### Exercise objective
Check each line below for the word "FragmentSink". How many have it? Answer with the number only.

### Data for this task
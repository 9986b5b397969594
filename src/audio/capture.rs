//! Device acquisition and the open/closed capture lifecycle.
//!
//! [`CaptureSession`] owns at most one [`DeviceHandle`] at a time.  A new
//! acquisition is refused while a handle is open or a previous request is
//! still pending, so the previous handle is always released before another
//! one is requested.  The device itself refuses a second handle with
//! `AlreadyOpen`, so two sessions over the same device cannot both hold it.
//!
//! Acquisition is split in two so the event loop can keep dispatching while
//! the platform permission prompt is up:
//!
//! ```text
//! request(constraints, sink) ──▶ pending
//! granted().await            ──▶ open   (or Err, back to closed)
//! abandon()                  ──▶ closed (pending request dropped)
//! release()                  ──▶ closed (from anywhere, idempotent)
//! ```
//!
//! [`acquire`](CaptureSession::acquire) chains the first two for callers that
//! simply want to wait.

use std::future::Future;
use std::pin::Pin;
use std::sync::Arc;

use super::device::{
    CaptureConstraints, CaptureError, DeviceHandle, FragmentSink, InputDevice, StreamFormat,
};

type PendingAcquire =
    Pin<Box<dyn Future<Output = Result<Box<dyn DeviceHandle>, CaptureError>> + Send>>;

// ---------------------------------------------------------------------------
// CaptureSession
// ---------------------------------------------------------------------------

/// Exclusive owner of the active input-device handle.
pub struct CaptureSession {
    device: Arc<dyn InputDevice>,
    handle: Option<Box<dyn DeviceHandle>>,
    pending: Option<PendingAcquire>,
}

impl CaptureSession {
    pub fn new(device: Arc<dyn InputDevice>) -> Self {
        Self {
            device,
            handle: None,
            pending: None,
        }
    }

    /// Request the device and wait for the answer.
    ///
    /// # Errors
    ///
    /// [`CaptureError::AlreadyOpen`] when a handle is open or pending here or
    /// in another session on the same device, or the device's own `PermissionDenied` / `DeviceUnavailable` refusal.
    pub async fn acquire(
        &mut self,
        constraints: CaptureConstraints,
        sink: FragmentSink,
    ) -> Result<StreamFormat, CaptureError> {
        self.request(constraints, sink)?;
        self.granted().await
    }

    /// Start an acquisition without waiting for it.
    pub fn request(
        &mut self,
        constraints: CaptureConstraints,
        sink: FragmentSink,
    ) -> Result<(), CaptureError> {
        if self.handle.is_some() || self.pending.is_some() {
            return Err(CaptureError::AlreadyOpen);
        }

        log::debug!(
            "capture: requesting '{}' device (generation {})",
            self.device.name(),
            sink.generation()
        );

        let device = Arc::clone(&self.device);
        self.pending = Some(Box::pin(async move {
            device.acquire(&constraints, sink).await
        }));
        Ok(())
    }

    /// Wait for the pending request to resolve.
    ///
    /// Never completes when nothing is pending.  Cancel-safe: dropping the
    /// returned future leaves the request pending.
    pub async fn granted(&mut self) -> Result<StreamFormat, CaptureError> {
        let result = match self.pending.as_mut() {
            Some(pending) => pending.await,
            None => return std::future::pending().await,
        };
        self.pending = None;

        let handle = result?;
        let format = handle.format();
        self.handle = Some(handle);
        Ok(format)
    }

    /// Drop a pending request.  Returns `true` if one was pending.
    ///
    /// A device that had already produced a handle inside the dropped request
    /// closes it as part of the drop.
    pub fn abandon(&mut self) -> bool {
        self.pending.take().is_some()
    }

    /// Close the device, if open, and drop any pending request.  Idempotent.
    pub fn release(&mut self) {
        self.pending = None;
        if let Some(mut handle) = self.handle.take() {
            handle.release();
            log::debug!("capture: '{}' device released", self.device.name());
        }
    }

    /// Returns `true` while a handle is open.
    pub fn is_open(&self) -> bool {
        self.handle.as_ref().is_some_and(|h| h.is_open())
    }

    /// Returns `true` while a request is pending.
    pub fn is_acquiring(&self) -> bool {
        self.pending.is_some()
    }

    /// Format of the open handle.
    pub fn format(&self) -> Option<StreamFormat> {
        self.handle.as_ref().map(|h| h.format())
    }
}

impl Drop for CaptureSession {
    fn drop(&mut self) {
        self.release();
    }
}

// ---------------------------------------------------------------------------
// Tests
// ---------------------------------------------------------------------------

#[cfg(test)]
mod tests {
    use super::*;
    use crate::audio::ScriptedDevice;
    use tokio::sync::mpsc;

    fn sink(generation: u64) -> FragmentSink {
        let (tx, _rx) = mpsc::unbounded_channel();
        FragmentSink::new(generation, tx)
    }

    fn session(device: &ScriptedDevice) -> CaptureSession {
        CaptureSession::new(Arc::new(device.clone()))
    }

    #[tokio::test]
    async fn acquire_opens_handle() {
        let device = ScriptedDevice::granting();
        let mut capture = session(&device);

        let format = capture
            .acquire(CaptureConstraints::default(), sink(1))
            .await
            .unwrap();

        assert_eq!(format, StreamFormat::pcm16(16_000, 1));
        assert!(capture.is_open());
        assert_eq!(device.open_handles(), 1);
    }

    #[tokio::test]
    async fn acquire_refused_leaves_nothing_open() {
        let device = ScriptedDevice::refusing(CaptureError::PermissionDenied("no".into()));
        let mut capture = session(&device);

        let err = capture
            .acquire(CaptureConstraints::default(), sink(1))
            .await
            .unwrap_err();

        assert!(matches!(err, CaptureError::PermissionDenied(_)));
        assert!(!capture.is_open());
        assert!(!capture.is_acquiring());
        assert_eq!(device.open_handles(), 0);
    }

    #[tokio::test]
    async fn second_acquire_while_open_is_refused() {
        let device = ScriptedDevice::granting();
        let mut capture = session(&device);
        capture
            .acquire(CaptureConstraints::default(), sink(1))
            .await
            .unwrap();

        let err = capture
            .acquire(CaptureConstraints::default(), sink(2))
            .await
            .unwrap_err();

        assert_eq!(err, CaptureError::AlreadyOpen);
        assert_eq!(device.acquire_calls(), 1);
        assert_eq!(device.open_handles(), 1);
    }

    #[tokio::test]
    async fn two_sessions_cannot_hold_one_device() {
        let device = ScriptedDevice::granting();
        let mut first = session(&device);
        let mut second = session(&device);

        first
            .acquire(CaptureConstraints::default(), sink(1))
            .await
            .unwrap();
        let err = second
            .acquire(CaptureConstraints::default(), sink(2))
            .await
            .unwrap_err();

        assert_eq!(err, CaptureError::AlreadyOpen);
        assert!(!second.is_open());
        assert!(!second.is_acquiring());
        assert_eq!(device.open_handles(), 1);

        first.release();
        second
            .acquire(CaptureConstraints::default(), sink(3))
            .await
            .unwrap();
        assert_eq!(device.open_handles(), 1);
    }

    #[tokio::test]
    async fn release_is_idempotent() {
        let device = ScriptedDevice::granting();
        let mut capture = session(&device);
        capture
            .acquire(CaptureConstraints::default(), sink(1))
            .await
            .unwrap();

        capture.release();
        capture.release();

        assert!(!capture.is_open());
        assert_eq!(device.open_handles(), 0);

        // A fresh acquisition is allowed once the old handle is gone.
        capture
            .acquire(CaptureConstraints::default(), sink(2))
            .await
            .unwrap();
        assert_eq!(device.open_handles(), 1);
    }

    #[tokio::test]
    async fn release_without_handle_is_safe() {
        let device = ScriptedDevice::granting();
        let mut capture = session(&device);
        capture.release();
        assert!(!capture.is_open());
    }

    #[tokio::test]
    async fn abandon_drops_pending_request() {
        let device = ScriptedDevice::gated();
        let mut capture = session(&device);
        capture
            .request(CaptureConstraints::default(), sink(1))
            .unwrap();
        assert!(capture.is_acquiring());

        // Poll once so the device is actually waiting on its gate.
        let waited =
            tokio::time::timeout(std::time::Duration::from_millis(10), capture.granted()).await;
        assert!(waited.is_err());
        assert!(capture.is_acquiring());

        assert!(capture.abandon());
        device.open_gate();

        assert!(!capture.is_acquiring());
        assert!(!capture.is_open());
        assert_eq!(device.open_handles(), 0);
    }

    #[tokio::test]
    async fn drop_releases_handle() {
        let device = ScriptedDevice::granting();
        {
            let mut capture = session(&device);
            capture
                .acquire(CaptureConstraints::default(), sink(1))
                .await
                .unwrap();
            assert_eq!(device.open_handles(), 1);
        }
        assert_eq!(device.open_handles(), 0);
    }
}
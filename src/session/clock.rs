//! Monotonic time source for recording durations.
//!
//! The state machine reads the clock when it enters `Recording` and when a
//! stop is requested.  Production code uses [`SystemClock`]; unit tests use
//! a test-only `ManualClock` to get exact whole-second durations.

use std::time::Instant;
#[cfg(test)]
use std::{
    sync::{Arc, Mutex, PoisonError},
    time::Duration,
};

/// Source of monotonic instants.
pub trait Clock: Send + Sync {
    fn now(&self) -> Instant;
}

/// Wall-clock time via [`Instant::now`].
#[derive(Debug, Default, Clone, Copy)]
pub struct SystemClock;

impl Clock for SystemClock {
    fn now(&self) -> Instant {
        Instant::now()
    }
}

/// A clock that only moves when told to.
///
/// Clones share the same offset, so a test can keep one clone and hand the
/// other to the state machine.
#[cfg(test)]
#[derive(Debug, Clone)]
pub struct ManualClock {
    base: Instant,
    offset: Arc<Mutex<Duration>>,
}

#[cfg(test)]
impl ManualClock {
    pub fn new() -> Self {
        Self {
            base: Instant::now(),
            offset: Arc::new(Mutex::new(Duration::ZERO)),
        }
    }

    /// Move the clock forward by `by`.
    pub fn advance(&self, by: Duration) {
        let mut offset = self.offset.lock().unwrap_or_else(PoisonError::into_inner);
        *offset += by;
    }
}

#[cfg(test)]
impl Default for ManualClock {
    fn default() -> Self {
        Self::new()
    }
}

#[cfg(test)]
impl Clock for ManualClock {
    fn now(&self) -> Instant {
        let offset = *self.offset.lock().unwrap_or_else(PoisonError::into_inner);
        self.base + offset
    }
}
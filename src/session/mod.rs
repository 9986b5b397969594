//! Recording session: state machine, event queue and the UI snapshot.
//!
//! # Architecture
//!
//! ```text
//! RecorderCommand (mpsc)          DeviceEvent (FragmentSink)
//!        │                                │
//!        └──────────▶ Recorder::run() ◀───┘   ← async tokio task
//!                          │
//!                          ▼
//!                 SessionStateMachine
//!                   ├─ CaptureSession   (device handle)
//!                   ├─ ChunkAggregator  (fragments)
//!                   └─ HandleRegistry   (artifact access handles)
//!                          │
//!        ┌─────────────────┴──────────────────┐
//!        ▼                                    ▼
//! SharedState (Arc<Mutex<RecorderState>>)   RecorderUpdate (mpsc)
//!   read by the UI on redraw                  State / Ready(artifact) / Rejected
//! ```
//!
//! # Quick start
//!
//! ```rust,no_run
//! use std::sync::Arc;
//! use tokio::sync::mpsc;
//! use voice_capture::audio::{CaptureConstraints, CpalInputDevice, HandleRegistry};
//! use voice_capture::session::{
//!     new_shared_state, Recorder, RecorderCommand, RecorderUpdate, SystemClock,
//! };
//!
//! #[tokio::main]
//! async fn main() {
//!     let shared_state = new_shared_state();
//!     let (command_tx, command_rx) = mpsc::channel(16);
//!     let (update_tx, mut update_rx) = mpsc::unbounded_channel();
//!
//!     let recorder = Recorder::new(
//!         Arc::new(CpalInputDevice::new()),
//!         CaptureConstraints::default(),
//!         Arc::new(SystemClock),
//!         HandleRegistry::new(),
//!         shared_state.clone(),
//!         update_tx,
//!     );
//!     tokio::spawn(recorder.run(command_rx));
//!
//!     command_tx.send(RecorderCommand::Start).await.unwrap();
//!     // ... later
//!     command_tx.send(RecorderCommand::Stop).await.unwrap();
//!
//!     while let Some(update) = update_rx.recv().await {
//!         if let RecorderUpdate::Ready(artifact) = update {
//!             println!("{} bytes, {}s", artifact.data().len(), artifact.duration_secs());
//!             break;
//!         }
//!     }
//! }
//! ```

pub mod clock;
pub mod machine;
pub mod runner;
pub mod state;

// ---------------------------------------------------------------------------
// Public re-exports
// ---------------------------------------------------------------------------

pub use clock::{Clock, SystemClock};
#[cfg(test)]
pub use clock::ManualClock;
pub use machine::SessionStateMachine;
pub use runner::{Recorder, RecorderCommand, RecorderUpdate};
pub use state::{
    new_shared_state, RecorderState, SessionError, SessionErrorKind, SessionState, SharedState,
};
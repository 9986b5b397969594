//! Audio capture primitives: device seam, fragment aggregation and the
//! finished-recording artifact.
//!
//! # Pipeline
//!
//! ```text
//! InputDevice::acquire ─▶ DeviceHandle (cpal callback thread)
//!                           │ FragmentSink::deliver(bytes)
//!                           ▼
//!                    session event queue ─▶ ChunkAggregator::append
//!                                              │ freeze() on stop
//!                                              ▼
//!                    RecordingArtifact { data, AccessHandle, duration }
//! ```
//!
//! # Quick Start
//!
//! ```rust,no_run
//! use std::sync::Arc;
//! use tokio::sync::mpsc;
//! use voice_capture::audio::{
//!     CaptureConstraints, CaptureSession, CpalInputDevice, FragmentSink,
//! };
//!
//! # async fn example() {
//! let (tx, mut rx) = mpsc::unbounded_channel();
//! let mut capture = CaptureSession::new(Arc::new(CpalInputDevice::new()));
//! capture
//!     .acquire(CaptureConstraints::default(), FragmentSink::new(1, tx))
//!     .await
//!     .unwrap();
//!
//! while let Some(event) = rx.recv().await {
//!     println!("{:?}", event.kind);
//! }
//! # }
//! ```

pub mod aggregator;
pub mod artifact;
pub mod capture;
pub mod cpal_input;
pub mod device;
pub mod handle;
pub mod pcm;

#[cfg(test)]
mod scripted;

pub use aggregator::ChunkAggregator;
pub use artifact::{elapsed_whole_secs, RecordingArtifact};
pub use capture::CaptureSession;
pub use cpal_input::CpalInputDevice;
pub use device::{
    CaptureConstraints, CaptureError, DeviceClaim, DeviceEvent, DeviceEventKind, DeviceHandle,
    DeviceLock, FragmentSink, InputDevice, SampleEncoding, StreamFormat,
};
pub use handle::{AccessHandle, HandleRegistry};

// test-only re-export so the session tests can script a device without
// reaching into `audio::scripted`.
#[cfg(test)]
pub use scripted::ScriptedDevice;
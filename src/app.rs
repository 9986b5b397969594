//! Terminal front-end.
//!
//! # Architecture
//!
//! [`ConsoleApp`] plays the role of the dashboard UI.  It owns:
//!
//! * `command_tx`:  sends [`RecorderCommand`] to the recorder task.
//! * `state`:       the recorder's [`SharedState`] snapshot, read for `status`.
//! * a [`PlaybackController`] and a [`RecordingStore`] for the artifact it
//!   currently holds.
//!
//! `main` feeds it parsed [`UserCommand`]s from stdin and every
//! [`RecorderUpdate`] from the recorder, and prints whatever it returns.
//!
//! # Commands
//!
//! | Input | Effect |
//! |-------|--------|
//! | `start` / `stop` / `cancel` | Forwarded to the recorder |
//! | `play` / `pause` | Transport of the last recording |
//! | `seek <secs>` | Jump, clamped to the recording length |
//! | `volume <0-1>` | Output level, clamped |
//! | `save` | Export the last recording as WAV |
//! | `list` | Show saved recordings |
//! | `status` | Session state, capture progress and playback position |
//! | `quit` | Exit |

use std::sync::PoisonError;

use thiserror::Error;
use tokio::sync::mpsc;

use crate::audio::RecordingArtifact;
use crate::playback::{PlaybackController, PlaybackSink};
use crate::session::{RecorderCommand, RecorderUpdate, SessionState, SharedState};
use crate::storage::RecordingStore;

pub const HELP: &str = "commands: start | stop | cancel | play | pause | seek <secs> | \
volume <0-1> | save | list | status | help | quit";

// ---------------------------------------------------------------------------
// UserCommand
// ---------------------------------------------------------------------------

/// One line of user input.
#[derive(Debug, Clone, Copy, PartialEq)]
pub enum UserCommand {
    Start,
    Stop,
    Cancel,
    Play,
    Pause,
    Seek(f64),
    Volume(f32),
    Save,
    List,
    Status,
    Help,
    Quit,
}

#[derive(Debug, Clone, Error, PartialEq, Eq)]
pub enum ParseError {
    #[error("empty input")]
    Empty,

    #[error("unknown command '{0}' (type 'help')")]
    Unknown(String),

    #[error("'{0}' needs a number")]
    MissingArgument(&'static str),

    #[error("'{0}' is not a number")]
    BadNumber(String),
}

impl UserCommand {
    /// Parse a line such as `seek 2.5`.  Case-insensitive.
    pub fn parse(line: &str) -> Result<Self, ParseError> {
        let mut words = line.split_whitespace();
        let Some(verb) = words.next() else {
            return Err(ParseError::Empty);
        };
        let arg = words.next();

        let command = match verb.to_ascii_lowercase().as_str() {
            "start" | "record" => Self::Start,
            "stop" => Self::Stop,
            "cancel" => Self::Cancel,
            "play" => Self::Play,
            "pause" => Self::Pause,
            "seek" => Self::Seek(number(arg, "seek")?),
            "volume" | "vol" => Self::Volume(number(arg, "volume")?),
            "save" => Self::Save,
            "list" | "ls" => Self::List,
            "status" => Self::Status,
            "help" | "?" => Self::Help,
            "quit" | "exit" | "q" => Self::Quit,
            other => return Err(ParseError::Unknown(other.to_string())),
        };
        Ok(command)
    }
}

fn number<T: std::str::FromStr>(arg: Option<&str>, verb: &'static str) -> Result<T, ParseError> {
    let arg = arg.ok_or(ParseError::MissingArgument(verb))?;
    arg.parse()
        .map_err(|_| ParseError::BadNumber(arg.to_string()))
}

// ---------------------------------------------------------------------------
// ConsoleApp
// ---------------------------------------------------------------------------

/// What the input loop should do after a command.
#[derive(Debug, Clone, PartialEq, Eq)]
pub enum Outcome {
    Continue(String),
    Quit,
}

pub struct ConsoleApp<S: PlaybackSink> {
    command_tx: mpsc::Sender<RecorderCommand>,
    state: SharedState,
    player: PlaybackController<S>,
    store: RecordingStore,
    /// The most recent artifact.  Its access handle is released when a newer
    /// one replaces it or the app shuts down.
    current: Option<RecordingArtifact>,
}

impl<S: PlaybackSink> ConsoleApp<S> {
    pub fn new(
        command_tx: mpsc::Sender<RecorderCommand>,
        state: SharedState,
        player: PlaybackController<S>,
        store: RecordingStore,
    ) -> Self {
        Self {
            command_tx,
            state,
            player,
            store,
            current: None,
        }
    }

    pub fn current(&self) -> Option<&RecordingArtifact> {
        self.current.as_ref()
    }

    pub fn player(&self) -> &PlaybackController<S> {
        &self.player
    }

    pub async fn execute(&mut self, command: UserCommand) -> Outcome {
        let reply = match command {
            UserCommand::Start => self.send(RecorderCommand::Start).await,
            UserCommand::Stop => self.send(RecorderCommand::Stop).await,
            UserCommand::Cancel => self.send(RecorderCommand::Cancel).await,
            UserCommand::Play => match self.player.play() {
                Ok(()) => "playing".to_string(),
                Err(e) => format!("playback: {e}"),
            },
            UserCommand::Pause => match self.player.pause() {
                Ok(()) => format!("paused at {:.1}s", self.player.current_position()),
                Err(e) => format!("playback: {e}"),
            },
            UserCommand::Seek(secs) => match self.player.seek(secs) {
                Ok(at) => format!("at {at:.1}s"),
                Err(e) => format!("playback: {e}"),
            },
            UserCommand::Volume(level) => match self.player.set_volume(level) {
                Ok(level) => format!("volume {level:.2}"),
                Err(e) => format!("playback: {e}"),
            },
            UserCommand::Save => self.save(),
            UserCommand::List => self.list(),
            UserCommand::Status => self.status(),
            UserCommand::Help => HELP.to_string(),
            UserCommand::Quit => return Outcome::Quit,
        };
        Outcome::Continue(reply)
    }

    /// React to a recorder update.  Returns a line to print, if any.
    pub fn on_update(&mut self, update: RecorderUpdate) -> Option<String> {
        match update {
            RecorderUpdate::State(SessionState::Error(kind)) => {
                let detail = self
                    .state
                    .lock()
                    .unwrap_or_else(PoisonError::into_inner)
                    .error_message
                    .clone();
                Some(match detail {
                    Some(detail) => format!("error: {} ({detail})", kind.label()),
                    None => format!("error: {}", kind.label()),
                })
            }
            RecorderUpdate::State(state) => Some(format!("state: {}", state.label())),
            RecorderUpdate::Ready(artifact) => Some(self.adopt(artifact)),
            RecorderUpdate::Rejected(e) => Some(format!("rejected: {e}")),
        }
    }

    /// Release everything the app still holds.
    pub fn shutdown(&mut self) {
        self.player.unbind();
        if let Some(previous) = self.current.take() {
            previous.release();
        }
    }

    async fn send(&self, command: RecorderCommand) -> String {
        match self.command_tx.send(command).await {
            Ok(()) => format!("{command:?} sent").to_lowercase(),
            Err(_) => "recorder is not running".to_string(),
        }
    }

    /// Bind a new artifact for playback and drop the previous one.
    fn adopt(&mut self, artifact: RecordingArtifact) -> String {
        let mut line = format!(
            "ready: {}s, {} bytes ({})",
            artifact.duration_secs(),
            artifact.data().len(),
            artifact.access_handle().locator()
        );
        if let Err(e) = self.player.bind(&artifact) {
            log::warn!("app: cannot play {}: {e}", artifact.access_handle().locator());
            line.push_str(&format!("; playback unavailable: {e}"));
        }
        if let Some(previous) = self.current.replace(artifact) {
            previous.release();
        }
        line
    }

    fn save(&self) -> String {
        let Some(artifact) = &self.current else {
            return "nothing to save".to_string();
        };
        match self.store.save(artifact) {
            Ok(saved) => format!("saved {}", saved.wav_path.display()),
            Err(e) => format!("save failed: {e}"),
        }
    }

    fn list(&self) -> String {
        match self.store.list() {
            Ok(saved) if saved.is_empty() => {
                format!("no recordings in {}", self.store.dir().display())
            }
            Ok(saved) => saved
                .iter()
                .map(|s| format!("{} ({}s)", s.wav_path.display(), s.duration_secs))
                .collect::<Vec<_>>()
                .join("\n"),
            Err(e) => format!("list failed: {e}"),
        }
    }

    fn status(&self) -> String {
        let state = self.state.lock().unwrap_or_else(PoisonError::into_inner);
        let mut line = format!("session: {}", state.session.label());
        if let SessionState::Error(kind) = state.session {
            line.push_str(&format!(" ({})", kind.label()));
        }
        if state.is_recording() {
            line.push_str(&format!(
                ", {} fragments / {} bytes",
                state.fragment_count, state.captured_bytes
            ));
        }
        if let Some(rejection) = state.last_rejection {
            line.push_str(&format!(", last rejected: {rejection}"));
        }
        drop(state);

        match (self.player.bound_locator(), self.player.duration_secs()) {
            (Some(locator), Some(duration)) => line.push_str(&format!(
                "; player: {locator} {:.1}/{duration}s, volume {:.2}",
                self.player.current_position(),
                self.player.volume()
            )),
            _ => line.push_str("; player: empty"),
        }
        line
    }
}

// ---------------------------------------------------------------------------
// Tests
// ---------------------------------------------------------------------------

### Result of this exercise
10